* [Work instructions]: Scan the material below and copy every line holding the word "GameResult".

--

//! Multi-game lifecycle: seating, starting, banking, ending, and replaying.
//!
//! `SessionController` is the surface a presentation layer drives. It owns
//! the player list, the pending turn, the current `GameEngine`, and the
//! injected `WinStore`. Every refused operation is a silent no-op that
//! reports what happened through its return value.

use tracing::{debug, info, warn};

use crate::core::{
    FarkleConfig, GamePhase, GameRng, Player, PlayerId, PlayerRegistry, Points, TurnAccumulator,
};
use crate::rules::{highest_score, roll_off, GameEngine, GameResult, TurnOutcome};
use crate::scoring::Combination;
use crate::store::{MemoryWinStore, WinStore, WinTable};

/// Why a bank was refused.
#[derive(Clone, Copy, Debug, PartialEq, Eq)]
pub enum BankRejection {
    /// No game is running, or it has already ended.
    NoGameInProgress,
    /// The player is not on board and the turn total is short of the entry
    /// threshold. The pending points are kept so the player can roll on.
    BelowEntryThreshold { pending: Points, required: Points },
}

/// Result of a bank request.
#[derive(Clone, Debug, PartialEq, Eq)]
pub enum BankOutcome {
    /// Points banked and the turn ended.
    Banked(TurnOutcome),
    /// Nothing changed.
    Rejected(BankRejection),
}

/// Drives a table of players through any number of games.
///
/// ## Example
///
/// ```
/// use farkle_engine::scoring::Combination;
/// use farkle_engine::session::{BankOutcome, SessionController};
/// use farkle_engine::store::MemoryWinStore;
///
/// let mut session = SessionController::new(MemoryWinStore::new());
/// session.add_player("Alice");
/// session.add_player("Bob");
/// assert!(session.start_game());
///
/// session.score(Combination::TripleFives);
/// assert!(matches!(session.bank(), BankOutcome::Banked(_)));
/// assert_eq!(session.current_player_name(), Some("Bob"));
/// ```
#[derive(Debug)]
pub struct SessionController<S: WinStore = MemoryWinStore> {
    config: FarkleConfig,
    store: S,
    players: PlayerRegistry,
    turn: TurnAccumulator,
    started: bool,
    game: Option<GameEngine>,
    next_game_starting_player: Option<PlayerId>,
    game_key: u32,
    result_recorded: bool,
}

impl<S: WinStore> SessionController<S> {
    /// Controller with standard rules.
    pub fn new(store: S) -> Self {
        Self::with_config(FarkleConfig::default(), store)
    }

    /// Controller with custom rules.
    pub fn with_config(config: FarkleConfig, store: S) -> Self {
        Self {
            config,
            store,
            players: PlayerRegistry::new(),
            turn: TurnAccumulator::new(),
            started: false,
            game: None,
            next_game_starting_player: None,
            game_key: 0,
            result_recorded: false,
        }
    }

    // === Setup ===

    /// Seat a player, loading their win count from the store.
    ///
    /// Refused (returns `None`) for blank names or once a game has started.
    pub fn add_player(&mut self, name: &str) -> Option<PlayerId> {
        if self.started {
            debug!(name, "add_player refused during a game");
            return None;
        }
        let store = &self.store;
        let id = self.players.add_player(name, |trimmed| store.get(trimmed))?;
        debug!(player = %id, name = %self.players[id].name, wins = self.players[id].wins, "player seated");
        Some(id)
    }

    /// Remove a seated player. Refused once a game has started.
    pub fn remove_player(&mut self, player: PlayerId) -> Option<Player> {
        if self.started {
            debug!(player = %player, "remove_player refused during a game");
            return None;
        }
        self.players.remove_player(player)
    }

    /// Start a game.
    ///
    /// Needs at least `min_players` seated and no game already running.
    /// The first turn goes to the stored next starter when it is a valid
    /// seat, otherwise to the first seat.
    pub fn start_game(&mut self) -> bool {
        if self.started {
            debug!("start_game refused, game already started");
            return false;
        }
        if self.players.len() < self.config.min_players {
            debug!(
                players = self.players.len(),
                required = self.config.min_players,
                "start_game refused, not enough players"
            );
            return false;
        }
        self.started = true;
        self.begin_game();
        true
    }

    /// Leave the game and go back to seating ("change players").
    ///
    /// Scores and on-board flags are reset and the loser carry-over is
    /// dropped. Players and their wins stay.
    pub fn restart_game(&mut self) {
        info!("returning to player setup");
        self.players.reset_scores();
        self.turn.clear();
        self.started = false;
        self.game = None;
        self.next_game_starting_player = None;
        self.result_recorded = false;
    }

    /// Start a fresh game at the same table with `loser` going first.
    ///
    /// All per-game state is discarded. Stays in the started state. Refused
    /// (returns false, nothing changes) with fewer than `min_players` seated.
    pub fn play_again(&mut self, loser: PlayerId) -> bool {
        if self.players.len() < self.config.min_players {
            debug!(
                players = self.players.len(),
                required = self.config.min_players,
                "play_again refused, not enough players"
            );
            return false;
        }
        info!(starting_player = %loser, "play again");
        self.players.reset_scores();
        self.next_game_starting_player = Some(loser);
        self.started = true;
        self.game_key += 1;
        self.begin_game();
        true
    }

    fn begin_game(&mut self) {
        self.turn.clear();
        self.result_recorded = false;
        self.game = Some(GameEngine::new(
            self.config.clone(),
            self.players.len(),
            self.next_game_starting_player,
        ));
    }

    // === Turn actions ===

    /// Add a scoring combination to the pending turn.
    pub fn score(&mut self, combination: Combination) {
        self.add_points(combination.points());
    }

    /// Add raw points to the pending turn. Ignored when no game is running.
    pub fn add_points(&mut self, points: Points) {
        if self.game_in_progress() {
            self.turn.add(points);
        }
    }

    /// Bank the pending turn.
    ///
    /// Refused while the current player is off board and the pending total
    /// is below the entry threshold.
    pub fn bank(&mut self) -> BankOutcome {
        if !self.game_in_progress() {
            return BankOutcome::Rejected(BankRejection::NoGameInProgress);
        }
        let Some(game) = self.game.as_mut() else {
            return BankOutcome::Rejected(BankRejection::NoGameInProgress);
        };

        let pending = self.turn.total();
        if !game.can_bank(&self.players, pending) {
            let required = game.config().entry_threshold;
            debug!(pending, required, "bank refused, not on board");
            return BankOutcome::Rejected(BankRejection::BelowEntryThreshold { pending, required });
        }

        let banked = self.turn.clear();
        let outcome = game.apply_turn_result(&mut self.players, banked);
        self.handle_outcome(&outcome);
        BankOutcome::Banked(outcome)
    }

    /// Farkle: throw away the pending points and end the turn.
    ///
    /// Always accepted while a game is running.
    pub fn farkle(&mut self) -> TurnOutcome {
        if !self.game_in_progress() {
            return TurnOutcome::Ignored;
        }
        let Some(game) = self.game.as_mut() else {
            return TurnOutcome::Ignored;
        };

        let lost = self.turn.clear();
        debug!(player = %game.current_player(), lost, "farkle");
        let outcome = game.apply_turn_result(&mut self.players, 0);
        self.handle_outcome(&outcome);
        outcome
    }

    /// Pass the turn without scoring. Pending points are dropped.
    ///
    /// A pass is a zero-point turn: it is recorded like a farkle, so passing
    /// the last seat of the final round ends the game. Returns the seat now
    /// on turn.
    pub fn next_player(&mut self) -> Option<PlayerId> {
        if !self.game_in_progress() {
            return None;
        }
        let Some(game) = self.game.as_mut() else {
            return None;
        };

        self.turn.clear();
        let outcome = game.apply_turn_result(&mut self.players, 0);
        let current = game.current_player();
        self.handle_outcome(&outcome);
        Some(current)
    }

    fn handle_outcome(&mut self, outcome: &TurnOutcome) {
        if let TurnOutcome::Finished(GameResult::Winner { winner, loser }) = outcome {
            self.record_result(*winner, *loser);
        }
    }

    // === Ending a game ===

    /// Pick the winner of a pending tie-breaker.
    ///
    /// Returns `None` (and changes nothing) when no tie-breaker is pending.
    ///
    /// # Panics
    ///
    /// Panics if `player` is not one of the tied seats.
    pub fn select_tie_breaker_winner(&mut self, player: PlayerId) -> Option<GameResult> {
        let game = self.game.as_mut().filter(|g| g.session().in_tie_breaker())?;
        let result = game.select_tie_breaker_winner(&self.players, player);
        if let GameResult::Winner { winner, loser } = result {
            self.record_result(winner, loser);
        }
        Some(result)
    }

    /// Settle a pending tie-breaker with a dice roll-off.
    pub fn roll_off_tie(&mut self, rng: &mut GameRng) -> Option<PlayerId> {
        if !self.in_tie_breaker() {
            return None;
        }
        let winner = roll_off(self.tied_players(), rng);
        self.select_tie_breaker_winner(winner)?;
        Some(winner)
    }

    fn record_result(&mut self, winner: PlayerId, loser: PlayerId) {
        if self.result_recorded {
            return;
        }
        self.result_recorded = true;
        self.handle_game_end(Some(winner), Some(loser));
    }

    /// Credit a finished game.
    ///
    /// The winner (if any) gains a win and the record is saved. The loser
    /// (if given) starts the next game; without one the stored next starter
    /// is left alone. Unknown seats are ignored.
    pub fn handle_game_end(&mut self, winner: Option<PlayerId>, loser: Option<PlayerId>) {
        if let Some(player) = winner.and_then(|w| self.players.get_mut(w)) {
            player.wins += 1;
            info!(name = %player.name, wins = player.wins, "win recorded");
            self.persist_wins();
        }
        if let Some(loser) = loser.filter(|&l| self.players.contains(l)) {
            self.next_game_starting_player = Some(loser);
        }
    }

    /// Clear every stored win and zero the seated players' counts.
    pub fn reset_win_statistics(&mut self) {
        if let Err(err) = self.store.clear() {
            warn!(%err, "failed to clear win record");
        }
        self.players.reset_wins();
        info!("win statistics reset");
    }

    /// Write the current win counts to the store.
    pub fn persist_wins(&mut self) {
        let table = WinTable::from_players(&self.players);
        if let Err(err) = self.store.set_all(&table) {
            warn!(%err, "failed to save win record");
        }
    }

    // === Observers ===

    /// Rules in effect.
    #[must_use]
    pub fn config(&self) -> &FarkleConfig {
        &self.config
    }

    /// Backing win store.
    #[must_use]
    pub fn store(&self) -> &S {
        &self.store
    }

    /// Consume the controller, handing back the store.
    pub fn into_store(self) -> S {
        self.store
    }

    /// Seated players.
    #[must_use]
    pub fn players(&self) -> &PlayerRegistry {
        &self.players
    }

    /// The game in play, if any.
    #[must_use]
    pub fn game(&self) -> Option<&GameEngine> {
        self.game.as_ref()
    }

    /// Has a game been started (and not restarted back to setup)?
    #[must_use]
    pub fn is_started(&self) -> bool {
        self.started
    }

    /// Bumped every time `play_again` recreates the game.
    #[must_use]
    pub fn game_key(&self) -> u32 {
        self.game_key
    }

    /// Seat that will start the next game, if one has been decided.
    #[must_use]
    pub fn next_game_starting_player(&self) -> Option<PlayerId> {
        self.next_game_starting_player
    }

    /// Unbanked points for the current turn.
    #[must_use]
    pub fn turn_total(&self) -> Points {
        self.turn.total()
    }

    /// Phase of the current game.
    #[must_use]
    pub fn phase(&self) -> Option<GamePhase> {
        self.game.as_ref().map(GameEngine::phase)
    }

    /// Seat whose turn it is.
    #[must_use]
    pub fn current_player(&self) -> Option<PlayerId> {
        self.game.as_ref().map(GameEngine::current_player)
    }

    /// Name of the player whose turn it is.
    #[must_use]
    pub fn current_player_name(&self) -> Option<&str> {
        let id = self.current_player()?;
        self.players.get(id).map(|p| p.name.as_str())
    }

    /// Has the current game's final round completed?
    #[must_use]
    pub fn is_game_over(&self) -> bool {
        self.game.as_ref().is_some_and(GameEngine::is_game_over)
    }

    /// Is a tie-breaker pending?
    #[must_use]
    pub fn in_tie_breaker(&self) -> bool {
        self.game.as_ref().is_some_and(|g| g.session().in_tie_breaker())
    }

    /// Seats tied for first while a tie-breaker is pending.
    #[must_use]
    pub fn tied_players(&self) -> &[PlayerId] {
        self.game
            .as_ref()
            .map(|g| g.session().tied_players())
            .unwrap_or(&[])
    }

    /// Winner of the finished game; `None` during play or a pending tie.
    #[must_use]
    pub fn winner(&self) -> Option<PlayerId> {
        self.game.as_ref()?.winner(&self.players)
    }

    /// Loser of the finished game.
    #[must_use]
    pub fn loser(&self) -> Option<PlayerId> {
        self.game.as_ref()?.loser(&self.players)
    }

    /// Who would start a rematch of the finished game.
    #[must_use]
    pub fn next_starter_after_game(&self) -> Option<PlayerId> {
        self.loser()
    }

    /// Highest score at the table.
    #[must_use]
    pub fn highest_score(&self) -> Option<Points> {
        highest_score(&self.players)
    }

    fn game_in_progress(&self) -> bool {
        self.started && self.game.as_ref().is_some_and(|g| !g.is_game_over())
    }
}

--

* [Response below]:
use crate::rules::{highest_score, roll_off, GameEngine, GameResult, TurnOutcome};
        if let TurnOutcome::Finished(GameResult::Winner { winner, loser }) = outcome {
    pub fn select_tie_breaker_winner(&mut self, player: PlayerId) -> Option<GameResult> {
        if let GameResult::Winner { winner, loser } = result {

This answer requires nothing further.